In their early years they were close friends, swapping experiences of World War One as well as commenting on one another's
work. As time passed, however, so their relationship became more distant: Lewis seldom paid much attention to Tolkein's
wife, and Tolkein retaliated by ignoring Lewis when the latter married Joy Gresham. The two were only reconciled
in death, when they met up in heaven.
On another level, The Lost Road looked at the reasons why both writers chose to create
worlds of their own in their respective works. For Tolkein the desire to recreate Middle Earth was due to patriotic
concerns; in his view Britain lacked the kind of medieval and ancient myths characteristic of other European nations, and
he saw it as his responsibility to fill the breach.

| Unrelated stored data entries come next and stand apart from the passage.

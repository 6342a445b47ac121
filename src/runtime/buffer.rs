//! Per-connection receive buffer.
//!
//! Growable byte buffer that is filled from a socket a bounded number of bytes
//! at a time and drained from the front once a complete frame is available.
//! All access is bounds checked; a request to consume more than is buffered
//! is refused rather than clamped.
//!
//! The backing storage is zeroed once when it grows and reused afterwards, so
//! a peer trickling a large payload costs work proportional to what it sends.

use crate::protocol::{decode_frame, DecodeResult, FrameHeader, HEADER_LEN};
use bytes::{Bytes, BytesMut};
use std::io::{self, Read};

/// Largest slice offered to a single read call.
pub const READ_CHUNK: usize = 64 * 1024;

#[derive(Debug)]
pub struct RecvBuffer {
    /// Initialized storage; only the first `filled` bytes hold data.
    buf: BytesMut,
    filled: usize,
    /// Parsed header of the frame currently being received.
    header: Option<FrameHeader>,
}

impl RecvBuffer {
    pub fn with_capacity(capacity: usize) -> Self {
        Self {
            buf: BytesMut::with_capacity(capacity),
            filled: 0,
            header: None,
        }
    }

    /// Bytes currently buffered.
    pub fn len(&self) -> usize {
        self.filled
    }

    /// Append at most `up_to` bytes (and never more than `READ_CHUNK`) read
    /// from `src` with a single read call.
    ///
    /// Returns the number of bytes appended; `Ok(0)` means end of stream.
    /// On error the buffer is left as it was.
    pub fn fill_from<R: Read>(&mut self, src: &mut R, up_to: usize) -> io::Result<usize> {
        let start = self.filled;
        let end = start + up_to.min(READ_CHUNK);
        if self.buf.len() < end {
            self.buf.resize(end, 0);
        }
        let n = src.read(&mut self.buf[start..end])?;
        self.filled += n;
        Ok(n)
    }

    /// The first `n` buffered bytes, if that many are available.
    pub fn peek(&self, n: usize) -> Option<&[u8]> {
        self.data().get(..n)
    }

    /// Remove and return the first `n` bytes, or `None` if fewer are buffered.
    pub fn consume(&mut self, n: usize) -> Option<Bytes> {
        if n > self.filled {
            return None;
        }
        self.filled -= n;
        Some(self.buf.split_to(n).freeze())
    }

    /// Parse the header once enough bytes are buffered. The result is cached
    /// until the frame is taken.
    pub fn parse_header(&mut self) -> Option<FrameHeader> {
        if self.header.is_none() {
            self.header = self.peek(HEADER_LEN).and_then(FrameHeader::decode);
        }
        self.header
    }

    /// Remove one complete frame from the front of the buffer.
    pub fn take_frame(&mut self, max_frame_size: usize) -> DecodeResult {
        match decode_frame(self.data(), max_frame_size) {
            DecodeResult::Complete(frame, consumed) => {
                self.consume(consumed);
                self.header = None;
                DecodeResult::Complete(frame, consumed)
            }
            other => other,
        }
    }

    fn data(&self) -> &[u8] {
        &self.buf[..self.filled]
    }
}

For Lewis the world of Narnia not only helped him re-negotiate his
relationship to God, but took him back to a childhood world of innocence (purity, perhaps). The fact that both authors
had different reasons for writing helped to create a spirit of competition, which perhaps explains why they became so distant
towards one another.
The story was narrated by the Elf Queen (Haydn Gwynne) in mock-Tolkeinesque language, full of inverted verbs
and their subjects recalling The Lord of the Rings. The conceit was not only amusing - drawing our attention
to the portentousness of Tolkein's style - but also gave the play a mythopoeic quality. What we were listening
to was not just a bio-drama, but a classic tale of an author-academic's fight to create alternative worlds that were
also believable.
The two central performances from Goodman-Hill and Torrens were both affecting and memorable, supported by
cameos from Gwynne, Carolyn Pickles and Harry Jardine.